The approach the fledgling Transportation Security Administration is taking to information technology could serve as the vision for the proposed Homeland Security Department, according to Patrick Schambach, TSA's associate undersecretary for information and security technology.

This month, TSA issued a $1 billion statement of objectives for its IT infrastructure that emphasizes managed services, a relatively new procurement strategy in which an agency pays a company for technology solutions that meet a particular problem.

The statement came a week after President Bush unveiled his plan for a Cabinet-level Homeland Security Department that would house several existing agencies, including TSA, the Coast Guard and the Federal Emergency Management Agency.

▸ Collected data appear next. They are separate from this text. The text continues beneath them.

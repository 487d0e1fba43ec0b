//! Raw IQ signed-8bit to unsigned-8bit converter, ported from
//! `original_source/src/convert_s8_to_u8.cpp`.

use std::fs::File;
use std::io::{self, Read, Write};
use std::path::PathBuf;
use structopt::StructOpt;

use gps_acq::iq::s8_to_u8;

#[derive(StructOpt)]
#[structopt(
    name = "convert_s8_to_u8",
    about = "Converts raw IQ signed 8bit values to unsigned 8bit values"
)]
struct Options {
    #[structopt(short = "i", long = "input")]
    input: Option<PathBuf>,

    #[structopt(short = "o", long = "output")]
    output: Option<PathBuf>,

    #[structopt(short = "b", long = "block-size", default_value = "131072")]
    block_size: usize,
}

fn main() {
    let opt = Options::from_args();

    if opt.block_size == 0 {
        eprintln!("Got invalid block size 0");
        std::process::exit(1);
    }

    let mut input: Box<dyn Read> = match &opt.input {
        Some(p) => match File::open(p) {
            Ok(f) => Box::new(f),
            Err(_) => {
                eprintln!("Failed to open file for reading");
                std::process::exit(1);
            }
        },
        None => Box::new(io::stdin()),
    };

    let mut out_file;
    let mut stdout_lock;
    let out: &mut dyn Write = match &opt.output {
        Some(p) => {
            out_file = match File::create(p) {
                Ok(f) => f,
                Err(_) => {
                    eprintln!("Failed to open file for writing");
                    std::process::exit(1);
                }
            };
            &mut out_file
        }
        None => {
            stdout_lock = io::stdout();
            &mut stdout_lock
        }
    };

    let mut rd_buf = vec![0u8; opt.block_size];
    let mut wr_buf = vec![0u8; opt.block_size];
    let mut total_bytes: usize = 0;

    loop {
        let n = match input.read(&mut rd_buf) {
            Ok(n) => n,
            Err(_) => break,
        };
        if n == 0 {
            break;
        }
        for i in 0..n {
            wr_buf[i] = s8_to_u8(rd_buf[i] as i8);
        }
        if out.write_all(&wr_buf[..n]).is_err() {
            eprintln!("Failed to write data");
            std::process::exit(1);
        }
        total_bytes += n;
    }

    eprintln!("Wrote {total_bytes} bytes");
}
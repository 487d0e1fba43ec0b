pub const PI: f64 = std::f64::consts::PI;

/// Length of a GPS L1 C/A Gold code, in chips.
pub const PRN_CODE_LEN: usize = 1023;
/// Number of GPS PRN codes (satellite ids 0..31).
pub const NUM_GPS_SATS: usize = 32;

/// Default PRN chip rate: one code period per millisecond.
pub const DEFAULT_FCODE: i64 = 1000;
/// Default Doppler search half-width in Hz.
pub const DEFAULT_FDEV_MAX: i64 = 6000;
/// Default sample rate used by the `gps_corr` CLI.
pub const DEFAULT_FS: i64 = 2_048_000;

/// Size of the histogram's sliding window (spec.md M).
pub const HISTOGRAM_WINDOW: usize = 100;

/// SIMD alignment used for DSP buffers (AVX2 = 256bit = 32 bytes).
pub const SIMD_ALIGN: usize = 32;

Chief information officers at those agencies and top IT policy-makers at the Office of Management and Budget have begun working on the department's enterprise architecture.

"I think the success of the IT function is absolutely critical to the success of the department," FEMA CIO Ronald Miller said in a June 24 interview with Federal Computer Week.

On a smaller scale, TSA faces the same challenges.

"We have a major focus on being an IT-enabled organization," Schambach, who is also TSA's CIO and chief technology officer, said June 25 at E-Gov's Homeland Security 2002 conference in Washington, D.C.

Bush established TSA in November when he signed the Aviation and Transportation Security Act, mandating improvements in securing the nation's transportation systems. Since then, the agency has been building its organization from scratch.

"I expect all of our applications to be Web-enabled," Schambach said. In "this day and age, not to do this would be insane."

TSA's Information Technology Managed Services (ITMS) task order will cover the full range of IT and telecommunications services that support desktop management, enterprise architecture development, cybersecurity and related operations, according to the statement.

The ITMS vendor will provide desktop/local area network, a backbone network and a data center/network operations center, according to Schambach. TSA's infrastructure will include laptops, personal digital assistants, cellular and IP phones and land mobile radios, he said.

"Basically what I'm trying to do is buy brains as well as seats," he said.

TSA officials are also looking at security technology initiatives, including smart cards, biometrics and intelligent screening.

FEMA has several of its own projects under way, including two of the cross-agency e-government initiatives highlighted by the Bush administration, and the Coast Guard has just awarded its Deepwater contract, a multibillion-dollar procurement for the replacement of ships, aircraft and the systems that connect them.

"The Department of Homeland Security makes it more compelling to do the things we're already doing," Miller said. "We are moving in the right direction."